Das brüchige Waffenstillstandsabkommen zwischen der Ukraine und Russland zeigt bereits deutliche Anzeichen des Scheiterns. Ukrainische Beamte erklärten am Montag, dass russische Drohnenangriffe und Gefechte in mehreren Frontabschnitten trotz des unter US-Vermittlung ausgehandelten Abkommens andauern.
Die für den Zeitraum vom 9. bis 11. Mai geplante Waffenruhe wurde am Freitag im Rahmen diplomatischer Bemühungen unter der Führung des US-Präsidenten verkündet. Donald Trump um zu versuchen, den mehr als vierjährigen Krieg seit dem russischen Einmarsch im Jahr 2022 zu beenden.
Nach Angaben ukrainischer Militär- und Regionalbehörden wurden in den vergangenen 24 Stunden weitere russische Drohnenangriffe gemeldet, während die Kämpfe an einigen Teilen der Front andauerten.
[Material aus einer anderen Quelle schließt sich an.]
//! Tenant-scoped analytics reads.
//!
//! Funnel counts are taken from each conversation's *current* stage within
//! the creation window; there is no stage-transition log, so conversations
//! that advanced past a stage are not counted at it retroactively.

use std::collections::{BTreeMap, HashMap};

use chrono::{DateTime, Duration, Utc};
use serde::Serialize;
use sqlx::Row;
use uuid::Uuid;

use funnelbot_core::domain::conversation::ConversationStatus;
use funnelbot_core::domain::lead::LeadStage;
use funnelbot_core::funnel::{self, ConversionRate, FunnelStage};

use super::{
    row_datetime, row_enum, row_json, row_uuid, RepositoryError,
};
use crate::DbPool;

pub struct AnalyticsRepository {
    pool: DbPool,
}

#[derive(Clone, Debug, Serialize)]
pub struct Period {
    pub start: DateTime<Utc>,
    pub end: DateTime<Utc>,
}

#[derive(Clone, Debug, Serialize)]
pub struct FunnelMetrics {
    pub period: Period,
    pub stages: BTreeMap<String, i64>,
    pub conversion_rates: Vec<ConversionRate>,
    pub total_conversations: i64,
}

#[derive(Clone, Debug, Serialize)]
pub struct ConversationDigest {
    pub id: Uuid,
    pub user_id: Uuid,
    pub status: ConversationStatus,
    pub context_summary: Option<String>,
    pub created_at: DateTime<Utc>,
}

#[derive(Clone, Debug, Serialize)]
pub struct ObjectionCount {
    pub objection: String,
    pub count: i64,
}

#[derive(Clone, Debug, Serialize)]
pub struct ObjectionReport {
    pub total_leads_with_objections: i64,
    pub objections: Vec<ObjectionCount>,
}

#[derive(Clone, Debug, Serialize)]
pub struct PlanPerformance {
    pub plan_name: String,
    pub plan_slug: String,
    pub interest_count: i64,
    pub conversion_count: i64,
    pub conversion_rate: f64,
}

#[derive(Clone, Copy, Debug, PartialEq, Eq, Serialize)]
#[serde(rename_all = "snake_case")]
pub enum LeadDigestKind {
    Lead,
    QualifiedConversation,
}

#[derive(Clone, Debug, Default, Serialize)]
pub struct ContactInfo {
    pub name: Option<String>,
    pub email: Option<String>,
    pub phone: Option<String>,
}

/// One row of the recent-leads view: an explicit lead, or an
/// awaiting-human conversation that never got one, rendered with a
/// synthesized stage and score.
#[derive(Clone, Debug, Serialize)]
pub struct LeadDigest {
    pub kind: LeadDigestKind,
    pub id: Uuid,
    pub conversation_id: Uuid,
    pub stage: LeadStage,
    pub score: i32,
    pub description: String,
    pub created_at: DateTime<Utc>,
    pub contact: ContactInfo,
    pub objections: Vec<String>,
    pub handoff_reason: Option<String>,
}

impl AnalyticsRepository {
    pub fn new(pool: DbPool) -> Self {
        Self { pool }
    }

    pub async fn funnel_metrics(
        &self,
        tenant_id: Uuid,
        start: Option<DateTime<Utc>>,
        end: Option<DateTime<Utc>>,
    ) -> Result<FunnelMetrics, RepositoryError> {
        let end = end.unwrap_or_else(Utc::now);
        let start = start.unwrap_or(end - Duration::days(30));

        let rows = sqlx::query(
            "SELECT funnel_stage, COUNT(*) AS count
             FROM conversations
             WHERE tenant_id = ? AND created_at >= ? AND created_at <= ?
             GROUP BY funnel_stage",
        )
        .bind(tenant_id.to_string())
        .bind(start.to_rfc3339())
        .bind(end.to_rfc3339())
        .fetch_all(&self.pool)
        .await?;

        let mut counts: HashMap<FunnelStage, i64> = HashMap::new();
        for row in &rows {
            let stage: FunnelStage = row_enum(row, "funnel_stage")?;
            counts.insert(stage, row.try_get::<i64, _>("count")?);
        }

        let total_conversations = counts.values().sum();
        let conversion_rates = funnel::conversion_rates(&counts);
        let stages = counts
            .into_iter()
            .map(|(stage, count)| (stage.as_str().to_owned(), count))
            .collect();

        Ok(FunnelMetrics { period: Period { start, end }, stages, conversion_rates, total_conversations })
    }

    pub async fn conversations_by_stage(
        &self,
        tenant_id: Uuid,
        stage: FunnelStage,
        limit: u32,
    ) -> Result<Vec<ConversationDigest>, RepositoryError> {
        let rows = sqlx::query(
            "SELECT id, user_id, status, context_summary, created_at
             FROM conversations
             WHERE tenant_id = ? AND funnel_stage = ?
             ORDER BY created_at DESC LIMIT ?",
        )
        .bind(tenant_id.to_string())
        .bind(stage.as_str())
        .bind(i64::from(limit.clamp(1, 100)))
        .fetch_all(&self.pool)
        .await?;

        rows.iter()
            .map(|row| {
                Ok(ConversationDigest {
                    id: row_uuid(row, "id")?,
                    user_id: row_uuid(row, "user_id")?,
                    status: row_enum(row, "status")?,
                    context_summary: row.try_get("context_summary")?,
                    created_at: row_datetime(row, "created_at")?,
                })
            })
            .collect()
    }

    pub async fn common_objections(
        &self,
        tenant_id: Uuid,
    ) -> Result<ObjectionReport, RepositoryError> {
        let rows = sqlx::query(
            "SELECT objections FROM leads WHERE tenant_id = ? AND objections != '[]'",
        )
        .bind(tenant_id.to_string())
        .fetch_all(&self.pool)
        .await?;

        let total_leads_with_objections = rows.len() as i64;
        let mut counts: HashMap<String, i64> = HashMap::new();
        for row in &rows {
            let objections: Vec<String> = row_json(row, "objections")?;
            for objection in objections {
                *counts.entry(objection).or_insert(0) += 1;
            }
        }

        let mut objections: Vec<ObjectionCount> = counts
            .into_iter()
            .map(|(objection, count)| ObjectionCount { objection, count })
            .collect();
        objections.sort_by(|a, b| b.count.cmp(&a.count).then(a.objection.cmp(&b.objection)));
        objections.truncate(10);

        Ok(ObjectionReport { total_leads_with_objections, objections })
    }

    pub async fn plan_performance(
        &self,
        tenant_id: Uuid,
    ) -> Result<Vec<PlanPerformance>, RepositoryError> {
        let rows = sqlx::query(
            "SELECT p.name, p.slug,
                    (SELECT COUNT(*) FROM conversations c
                     WHERE c.tenant_id = p.tenant_id AND c.interested_plan_id = p.id)
                        AS interest_count,
                    (SELECT COUNT(*) FROM conversations c
                     WHERE c.tenant_id = p.tenant_id AND c.interested_plan_id = p.id
                       AND c.funnel_stage = 'closed_won')
                        AS conversion_count
             FROM plans p
             WHERE p.tenant_id = ? AND p.is_active = 1
             ORDER BY p.name",
        )
        .bind(tenant_id.to_string())
        .fetch_all(&self.pool)
        .await?;

        rows.iter()
            .map(|row| {
                let interest_count: i64 = row.try_get("interest_count")?;
                let conversion_count: i64 = row.try_get("conversion_count")?;
                let conversion_rate = if interest_count > 0 {
                    (conversion_count as f64 / interest_count as f64 * 10_000.0).round() / 100.0
                } else {
                    0.0
                };
                Ok(PlanPerformance {
                    plan_name: row.try_get("name")?,
                    plan_slug: row.try_get("slug")?,
                    interest_count,
                    conversion_count,
                    conversion_rate,
                })
            })
            .collect()
    }

    /// Recent leads, merging explicit leads with awaiting-human
    /// conversations that have none. The explicit lead wins whenever both
    /// exist for a conversation.
    pub async fn recent_leads(
        &self,
        tenant_id: Uuid,
        limit: u32,
    ) -> Result<Vec<LeadDigest>, RepositoryError> {
        let limit = limit.clamp(1, 50) as usize;
        let fetch_limit = (limit * 2) as i64;

        let lead_rows = sqlx::query(
            "SELECT l.id, l.conversation_id, l.stage, l.score, l.objections, l.next_action,
                    l.created_at, u.name, u.email, u.phone, c.handoff_reason
             FROM leads l
             JOIN users u ON u.id = l.user_id AND u.tenant_id = l.tenant_id
             JOIN conversations c ON c.id = l.conversation_id AND c.tenant_id = l.tenant_id
             WHERE l.tenant_id = ?
             ORDER BY l.created_at DESC LIMIT ?",
        )
        .bind(tenant_id.to_string())
        .bind(fetch_limit)
        .fetch_all(&self.pool)
        .await?;

        let mut digests: Vec<LeadDigest> = Vec::with_capacity(lead_rows.len());
        for row in &lead_rows {
            digests.push(LeadDigest {
                kind: LeadDigestKind::Lead,
                id: row_uuid(row, "id")?,
                conversation_id: row_uuid(row, "conversation_id")?,
                stage: row_enum(row, "stage")?,
                score: row.try_get::<i64, _>("score")? as i32,
                description: row
                    .try_get::<Option<String>, _>("next_action")?
                    .unwrap_or_else(|| "No description available".to_owned()),
                created_at: row_datetime(row, "created_at")?,
                contact: ContactInfo {
                    name: row.try_get("name")?,
                    email: row.try_get("email")?,
                    phone: row.try_get("phone")?,
                },
                objections: row_json(row, "objections")?,
                handoff_reason: row.try_get("handoff_reason")?,
            });
        }

        let qualified_rows = sqlx::query(
            "SELECT c.id, c.funnel_stage, c.context_summary, c.handoff_reason, c.created_at,
                    u.name, u.email, u.phone
             FROM conversations c
             JOIN users u ON u.id = c.user_id AND u.tenant_id = c.tenant_id
             LEFT JOIN leads l ON l.conversation_id = c.id AND l.tenant_id = c.tenant_id
             WHERE c.tenant_id = ? AND c.status = 'awaiting_human' AND l.id IS NULL
             ORDER BY c.created_at DESC LIMIT ?",
        )
        .bind(tenant_id.to_string())
        .bind(fetch_limit)
        .fetch_all(&self.pool)
        .await?;

        for row in &qualified_rows {
            let stage: FunnelStage = row_enum(row, "funnel_stage")?;
            let profile = funnel::synthesized_lead_profile(stage);
            let conversation_id = row_uuid(row, "id")?;
            let context_summary: Option<String> = row.try_get("context_summary")?;
            let handoff_reason: Option<String> = row.try_get("handoff_reason")?;
            let description = context_summary
                .or_else(|| handoff_reason.clone())
                .unwrap_or_else(|| "Qualified conversation awaiting a human".to_owned());

            digests.push(LeadDigest {
                kind: LeadDigestKind::QualifiedConversation,
                id: conversation_id,
                conversation_id,
                stage: profile.stage,
                score: profile.score,
                description,
                created_at: row_datetime(row, "created_at")?,
                contact: ContactInfo {
                    name: row.try_get("name")?,
                    email: row.try_get("email")?,
                    phone: row.try_get("phone")?,
                },
                objections: Vec::new(),
                handoff_reason,
            });
        }

        digests.sort_by(|a, b| b.created_at.cmp(&a.created_at));
        digests.truncate(limit);
        Ok(digests)
    }
}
Ukrainischer Präsident Volodymyr Zelensky Am Sonntag räumte die EU ein, dass Moskau die massiven Luftangriffe und den Einsatz von Langstreckenraketen offenbar reduziert habe, warf den russischen Streitkräften jedoch vor, ihre Bodenoffensiven in mehreren strategischen Gebieten fortzusetzen, in denen sie versuchen, vorzurücken.
Das russische Verteidigungsministerium wirft Kiew seinerseits ebenfalls Vertragsbruch vor. Moskau behauptet, in den vergangenen 24 Stunden 57 ukrainische Drohnen abgeschossen zu haben und versichert, „symmetrisch“ auf ukrainische Aktionen am Boden reagiert zu haben.
Am Montagmorgen hatten die russischen Behörden noch kein detailliertes offizielles Update zum genauen Verlauf der militärischen Lage veröffentlicht.
Die Zunahme gegenseitiger Anschuldigungen schürt die Befürchtung eines raschen Zusammenbruchs des Waffenstillstands, da Washington gehofft hatte, eine Verlängerung des Waffenstillstands zu erreichen, um umfassendere Friedensgespräche wiederzubeleben.
Seit Kriegsbeginn sind Waffenstillstandsversuche wiederholt gescheitert, wobei sich beide Seiten gegenseitig Verstöße vorwerfen. Trotz amerikanischer diplomatischer Bemühungen fordern die Kämpfe weiterhin Menschenleben und destabilisieren die gesamte Region.
Die Zukunft der Verhandlungen bleibt ungewiss, da die Frontlinien weiterhin aktiv sind und das Misstrauen zwischen Kiew und Moskau nach wie vor tief sitzt.